Quando surge a necessidade de fazer o mínimo no início da semana, a psicóloga suscita a importância de questionar o que não está a correr bem, o que é que está a fazer com que a pessoa olhe para o trabalho à segunda-feira como algo pesado, ansiogénico ou até angustiante. Por outro lado, Catarina Graça sublinha que também pode estar em causa uma questão da cultura empresarial do próprio local de trabalho, chefias, excesso de tarefas atribuídas ao próprio funcionário, ou até um problema de estruturação da empresa.

Esta “síndrome da segunda-feira”, como descreve a psicóloga, também pode advir da mudança de rotina de fim de semana para a rotina de dias úteis de trabalho. “Efetivamente, quebramos muito o ritmo [no fim de semana], até o nosso próprio metabolismo acaba por desacelerar e, depois, naturalmente, é mais difícil à segunda-feira voltarmos ao mesmo ritmo”.

A solução? Implementar hábitos de fim de semana durante a semana laboral

Se o problema for uma questão de mudança de rotina, a psicóloga recomenda a implementar nos dias úteis de trabalho alguns “elementos tranquilizantes” que são concretizados ao fim de semana.

“Vamos imaginar que a pessoa ao fim de semana gosta de estar sentada ao sofá a ver televisão, ou a ler um livro, ou a dar um passeio”, exemplifica a psicóloga, esclarecendo que nestes casos, pode ajudar a implementação destes hábitos durante a semana de trabalho. “Isto pode ajudar a não se ressentir tanto com essa mudança de rotina”, garante.

Se formos plantando algumas coisas durante a semana, alguns elementos do fim de semana que ajudam a descontrair e a quebrar um bocado o estado, naturalmente a semana vai decorrer com muito mais tranquilidade e flui muito melhor”, Catarina Graça, psicóloga da Clínica da Mente.

Esta solução permite evitar que alguém chegue a sexta-feira sem energia, além de evitar ainda que a pessoa chegue ao fim de semana com o desejo de viver tudo “de uma forma muito sofrida”, mas sem tempo para fazer tudo o que gostava. Se equilibrarmos as coisas durante a semana, isto equilibra muito a balança do bem-estar, admite Catarina Graça.

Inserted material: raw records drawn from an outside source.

//! tab-settle server entry point.
//!
//! Starts the Axum HTTP server with REST and WebSocket endpoints, after
//! restoring journaled state when persistence is enabled.

use std::sync::Arc;
use std::time::Duration;

use anyhow::Context;
use sqlx::postgres::PgPoolOptions;
use tracing_subscriber::EnvFilter;

use tab_settle::api;
use tab_settle::app_state::AppState;
use tab_settle::config::{GatewayConfig, LogFormat};
use tab_settle::domain::{EventBus, SeatStore, SessionRepository};
use tab_settle::persistence::{PostgresPersistence, SessionJournal};
use tab_settle::service::{SeatService, SessionService, sweeper};

const CLEANUP_INTERVAL: Duration = Duration::from_secs(3_600);

#[tokio::main]
async fn main() -> anyhow::Result<()> {
    // Load configuration
    let config = GatewayConfig::from_env()?;
    init_tracing(config.log_format);
    tracing::info!(addr = %config.listen_addr, "starting tab-settle");

    // Build domain layer
    let repository = Arc::new(SessionRepository::new());
    let seats = Arc::new(SeatStore::new());
    let event_bus = EventBus::new(config.event_bus_capacity);

    let journal = if config.persistence_enabled {
        Some(open_journal(&config, &repository, &seats).await?)
    } else {
        tracing::warn!("persistence disabled, state lives in memory only");
        None
    };

    // Build service layer
    let session_service = Arc::new(SessionService::new(
        repository,
        Arc::clone(&seats),
        event_bus,
        journal.clone(),
    ));
    let seat_service = Arc::new(SeatService::new(seats, journal.clone()));

    // Background tasks
    sweeper::spawn_pending_sweeper(
        Arc::clone(&session_service),
        config.pending_payment_sweep_interval(),
        config.pending_payment_timeout(),
    );
    if let Some(journal) = journal {
        sweeper::spawn_journal_cleanup(journal, config.cleanup_after_days, CLEANUP_INTERVAL);
    }

    // Build router
    let app_state = AppState::new(session_service, seat_service);
    let app = api::build_app(app_state, config.request_timeout());

    // Start server
    let listener = tokio::net::TcpListener::bind(config.listen_addr)
        .await
        .with_context(|| format!("binding {}", config.listen_addr))?;
    tracing::info!(addr = %config.listen_addr, "server listening");

    axum::serve(listener, app)
        .with_graceful_shutdown(shutdown_signal())
        .await?;

    Ok(())
}

fn init_tracing(format: LogFormat) {
    let filter = EnvFilter::try_from_default_env().unwrap_or_else(|_| EnvFilter::new("info"));
    match format {
        LogFormat::Json => tracing_subscriber::fmt()
            .json()
            .with_env_filter(filter)
            .init(),
        LogFormat::Text => tracing_subscriber::fmt().with_env_filter(filter).init(),
    }
}

/// Connects to PostgreSQL, runs migrations and loads journaled sessions
/// and seats back into memory.
async fn open_journal(
    config: &GatewayConfig,
    repository: &SessionRepository,
    seats: &SeatStore,
) -> anyhow::Result<Arc<dyn SessionJournal>> {
    let pool = PgPoolOptions::new()
        .max_connections(config.database_max_connections)
        .min_connections(config.database_min_connections)
        .acquire_timeout(Duration::from_secs(config.database_connect_timeout_secs))
        .connect(&config.database_url)
        .await
        .context("connecting to the journal database")?;

    let persistence = PostgresPersistence::new(pool, config.event_log_enabled);
    persistence.migrate().await?;

    let sessions = repository.restore(persistence.load_sessions().await?).await;
    let restored_seats = seats.restore(persistence.load_seats().await?).await;
    tracing::info!(sessions, seats = restored_seats, "journal restored");

    Ok(Arc::new(persistence))
}

/// Resolves on Ctrl+C or SIGTERM.
async fn shutdown_signal() {
    let ctrl_c = async {
        if let Err(e) = tokio::signal::ctrl_c().await {
            tracing::error!(error = %e, "failed to listen for Ctrl+C");
            std::future::pending::<()>().await;
        }
    };

    #[cfg(unix)]
    let terminate = async {
        match tokio::signal::unix::signal(tokio::signal::unix::SignalKind::terminate()) {
            Ok(mut signal) => {
                signal.recv().await;
            }
            Err(e) => {
                tracing::error!(error = %e, "failed to listen for SIGTERM");
                std::future::pending::<()>().await;
            }
        }
    };

    #[cfg(not(unix))]
    let terminate = std::future::pending::<()>();

    tokio::select! {
        () = ctrl_c => tracing::info!("received Ctrl+C, shutting down"),
        () = terminate => tracing::info!("received SIGTERM, shutting down"),
    }
}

A psicóloga explica também que a preparação da semana de trabalho seguinte pode igualmente ajudar, até porque não saber o que se vai enfrentar na segunda-feira pode acarretar “muita ansiedade e muita pressão". Se esse equilíbrio não for encontrado, muitas pessoas podem acabar em situação de burnout, sendo esta uma realidade já “muito diferente da síndrome da segunda-feira”, contrapõe a psicóloga.

Neste sentido, se o problema a provocar a inquietação não for abordado, “até pode trabalhar só um ou dois dias”, que a redução da carga de trabalho não irá surtir efeito. Se continuar a haver “o mesmo número de tarefas atribuído, a mesma quantidade de ritmos, os mesmos problemas, não é por se aliviar a segunda-feira que vai deixar de haver esse preço”, explica.

No entanto, existem formas diversas de abordar o tema. Catarina Graça destaca que há empresas que já praticam o casual day às sextas-feiras, havendo inclusive uma discussão em vigor sobre a semana de quatro dias. Para a psicóloga, as bare minimum Mondays são mais uma tentativa de diminuir a carga de trabalho, uma ideia com mérito, já que a psicóloga ressalva que “em Portugal temos estudos que dizem que somos os que trabalhamos mais horas e nem por isso somos mais produtivos”.